I could watch Scott Pilgrim Vs The World every day for the rest of my life and notice something new on every viewing. Sometimes it's the small little touches – the paper cups blowing across the bow of pre-fight #3's stand-off like so much sand in a Leone western. Sometimes it's the costume details – Gideon Gordon Graves' insignia looking suspiciously like a Legend Of Zelda triforce. Wright, however, is always the architect of these treasures, hiding them away for eagle-eyed viewers to appreciate on the second, third, fourth, fifth, sixth, seventh time round. He's made what I consider to be one of the sexiest-looking movies of the millennium – a movie so sharp, if it was in 3D it'd cut your face off.

And hey, can we talk about something really sexy like editing now please? I dread to think what an Edgar Wright movie plays like before he takes the scalpel tool to it. Because while Scott Pilgrim's special effects are subtle as well as sensational and the fight choreography is better than in most action movies, the key to the film's success is in the pacing – it hurls itself towards its final bout at a frightening lick.

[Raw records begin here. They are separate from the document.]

//! Per-thread interaction state persisted in SQLite.
//!
//! Schema:
//!
//! ```sql
//! interactions(thread_id TEXT PRIMARY KEY, last_received_time INTEGER,
//!              last_sent_time INTEGER, data BLOB)
//! kvstore(key TEXT PRIMARY KEY, value INTEGER)   -- holds last_cleanup_time
//! ```
//!
//! Times are Unix seconds. Read-modify-write of one thread goes through
//! [`InteractionStore::transact`], which runs inside a SQLite transaction.

use std::path::Path;

use chrono::{DateTime, Duration, TimeZone, Utc};
use parking_lot::Mutex;
use rusqlite::{params, Connection, OptionalExtension, TransactionBehavior};
use serde_json::Value;
use tracing::{debug, info};

use crate::error::DcommResult;

/// Interactions idle this long on both sides are deleted by cleanup.
pub const DEFAULT_RETENTION_DAYS: i64 = 30;

const LAST_CLEANUP_KEY: &str = "last_cleanup_time";

/// Correlation state for one thread.
#[derive(Debug, Clone, PartialEq)]
pub struct Interaction {
    pub thid: String,
    pub last_received: Option<DateTime<Utc>>,
    pub last_sent: Option<DateTime<Utc>>,
    /// Opaque protocol data, typically a machine snapshot plus peer details.
    pub data: Value,
}

impl Interaction {
    pub fn new(thid: impl Into<String>, data: Value) -> Self {
        Self {
            thid: thid.into(),
            last_received: None,
            last_sent: None,
            data,
        }
    }

    /// Most recent activity in either direction.
    pub fn freshness(&self) -> Option<DateTime<Utc>> {
        self.last_received.max(self.last_sent)
    }
}

fn to_secs(t: Option<DateTime<Utc>>) -> Option<i64> {
    t.map(|t| t.timestamp())
}

fn from_secs(secs: Option<i64>) -> Option<DateTime<Utc>> {
    secs.and_then(|s| Utc.timestamp_opt(s, 0).single())
}

fn initialize_schema(conn: &Connection, now: DateTime<Utc>) -> DcommResult<()> {
    conn.execute_batch(
        "CREATE TABLE IF NOT EXISTS interactions (
           thread_id TEXT PRIMARY KEY,
           last_received_time INTEGER,
           last_sent_time INTEGER,
           data BLOB
         );
         CREATE TABLE IF NOT EXISTS kvstore (
           key TEXT PRIMARY KEY,
           value INTEGER
         );",
    )?;
    conn.execute(
        "INSERT OR IGNORE INTO kvstore (key, value) VALUES (?1, ?2)",
        params![LAST_CLEANUP_KEY, now.timestamp()],
    )?;
    Ok(())
}

fn read_row(conn: &Connection, thid: &str) -> DcommResult<Option<Interaction>> {
    let row = conn
        .query_row(
            "SELECT last_received_time, last_sent_time, data FROM interactions WHERE thread_id = ?1",
            params![thid],
            |row| {
                Ok((
                    row.get::<_, Option<i64>>(0)?,
                    row.get::<_, Option<i64>>(1)?,
                    row.get::<_, Option<Vec<u8>>>(2)?,
                ))
            },
        )
        .optional()?;
    let Some((received, sent, blob)) = row else {
        return Ok(None);
    };
    let data = match blob {
        Some(bytes) if !bytes.is_empty() => serde_json::from_slice(&bytes)?,
        _ => Value::Null,
    };
    Ok(Some(Interaction {
        thid: thid.to_string(),
        last_received: from_secs(received),
        last_sent: from_secs(sent),
        data,
    }))
}

fn write_row(conn: &Connection, interaction: &Interaction) -> DcommResult<()> {
    conn.execute(
        "INSERT INTO interactions (thread_id, last_received_time, last_sent_time, data)
         VALUES (?1, ?2, ?3, ?4)
         ON CONFLICT(thread_id) DO UPDATE SET
           last_received_time = excluded.last_received_time,
           last_sent_time = excluded.last_sent_time,
           data = excluded.data",
        params![
            interaction.thid,
            to_secs(interaction.last_received),
            to_secs(interaction.last_sent),
            serde_json::to_vec(&interaction.data)?,
        ],
    )?;
    Ok(())
}

/// SQLite-backed interaction store.
pub struct InteractionStore {
    conn: Mutex<Connection>,
    retention: Duration,
    cleanup_interval: Duration,
}

impl InteractionStore {
    /// Open (creating if needed) a store file.
    pub fn open(path: impl AsRef<Path>) -> DcommResult<Self> {
        Self::from_connection(Connection::open(path)?)
    }

    /// A private, non-persistent store.
    pub fn open_in_memory() -> DcommResult<Self> {
        Self::from_connection(Connection::open_in_memory()?)
    }

    fn from_connection(conn: Connection) -> DcommResult<Self> {
        initialize_schema(&conn, Utc::now())?;
        Ok(Self {
            conn: Mutex::new(conn),
            retention: Duration::days(DEFAULT_RETENTION_DAYS),
            cleanup_interval: Duration::hours(24),
        })
    }

    pub fn with_retention(mut self, retention: Duration) -> Self {
        self.retention = retention;
        self
    }

    pub fn with_cleanup_interval(mut self, interval: Duration) -> Self {
        self.cleanup_interval = interval;
        self
    }

    pub fn get(&self, thid: &str) -> DcommResult<Option<Interaction>> {
        read_row(&self.conn.lock(), thid)
    }

    pub fn put(&self, interaction: &Interaction) -> DcommResult<()> {
        write_row(&self.conn.lock(), interaction)
    }

    /// Returns whether a row was removed.
    pub fn delete(&self, thid: &str) -> DcommResult<bool> {
        let removed = self
            .conn
            .lock()
            .execute("DELETE FROM interactions WHERE thread_id = ?1", params![thid])?;
        Ok(removed > 0)
    }

    pub fn count(&self) -> DcommResult<usize> {
        let n: i64 = self
            .conn
            .lock()
            .query_row("SELECT COUNT(*) FROM interactions", [], |row| row.get(0))?;
        Ok(n as usize)
    }

    /// Atomic read-modify-write of one thread.
    ///
    /// `f` sees the current interaction (or `None`) and may replace or clear
    /// it. If `f` fails nothing is written. Leaving `None` deletes the row.
    pub fn transact<R>(
        &self,
        thid: &str,
        f: impl FnOnce(&mut Option<Interaction>) -> DcommResult<R>,
    ) -> DcommResult<R> {
        let mut conn = self.conn.lock();
        let tx = conn.transaction_with_behavior(TransactionBehavior::Immediate)?;
        let mut current = read_row(&tx, thid)?;
        let existed = current.is_some();

        // Dropping `tx` on the error path rolls back.
        let result = f(&mut current)?;

        match &current {
            Some(interaction) => {
                let mut interaction = interaction.clone();
                interaction.thid = thid.to_string();
                write_row(&tx, &interaction)?;
            }
            None if existed => {
                tx.execute("DELETE FROM interactions WHERE thread_id = ?1", params![thid])?;
            }
            None => {}
        }
        tx.commit()?;
        Ok(result)
    }

    pub fn last_cleanup_time(&self) -> DcommResult<Option<DateTime<Utc>>> {
        let secs: Option<i64> = self
            .conn
            .lock()
            .query_row(
                "SELECT value FROM kvstore WHERE key = ?1",
                params![LAST_CLEANUP_KEY],
                |row| row.get(0),
            )
            .optional()?
            .flatten();
        Ok(from_secs(secs))
    }

    /// Delete stale interactions if a cleanup is due (or `force`).
    /// Returns how many rows were removed.
    pub fn cleanup(&self, force: bool) -> DcommResult<usize> {
        self.cleanup_at(Utc::now(), force)
    }

    /// [`InteractionStore::cleanup`] against an explicit clock.
    ///
    /// A row goes only when both timestamps are older than the retention
    /// window; a missing timestamp counts as stale, but a row with neither
    /// timestamp set is kept.
    pub fn cleanup_at(&self, now: DateTime<Utc>, force: bool) -> DcommResult<usize> {
        if !force {
            let due = match self.last_cleanup_time()? {
                Some(last) => now - last >= self.cleanup_interval,
                None => true,
            };
            if !due {
                debug!("Interaction cleanup not due");
                return Ok(0);
            }
        }
        let cutoff = (now - self.retention).timestamp();
        let conn = self.conn.lock();
        let removed = conn.execute(
            "DELETE FROM interactions
             WHERE (last_received_time IS NULL OR last_received_time < ?1)
               AND (last_sent_time IS NULL OR last_sent_time < ?1)
               AND NOT (last_received_time IS NULL AND last_sent_time IS NULL)",
            params![cutoff],
        )?;
        conn.execute(
            "INSERT INTO kvstore (key, value) VALUES (?1, ?2)
             ON CONFLICT(key) DO UPDATE SET value = excluded.value",
            params![LAST_CLEANUP_KEY, now.timestamp()],
        )?;
        if removed > 0 {
            info!(removed, "Cleaned up stale interactions");
        }
        Ok(removed)
    }
}

impl std::fmt::Debug for InteractionStore {
    fn fmt(&self, f: &mut std::fmt::Formatter<'_>) -> std::fmt::Result {
        f.debug_struct("InteractionStore")
            .field("retention", &self.retention)
            .finish_non_exhaustive()
    }
}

Wright's trademark fast cuts felt a little incongruous in Shaun/Hot Fuzz but the technique feels right at home in Scott Pilgrim Vs The World, particularly for a story featuring motor-mouthed characters who fight like lightning and play bass like thunder. It got no love in the technicals at the 2011 Academy Awards – even 127 Hours got a Best Editing nod, despite the fact Danny Boyle used MTV-style turbo-cuts to try and edit around the fact that James Franco was stuck under a rock.

Scott Pilgrim's failure to perform at the box-office really stung – maybe it hurt because the film feels so tailored to someone of my age and lifestyle (sedentary) that I couldn't help but feel partly responsible. I still remember bouncing out of the press screening energised like Tigger on cheap speed, electrified by 10,000 volts of pure cinematic wattage, so it was baffling to me that people chose not to see Scott Pilgrim Vs The World at the cinema, instead bestowing on it that backhanded compliment of 'cult status'. Why doesn't everyone only make movies about things I love all the time? Because this is what happens. One very happy customer and a room full of studio executives asking what the fuck happened.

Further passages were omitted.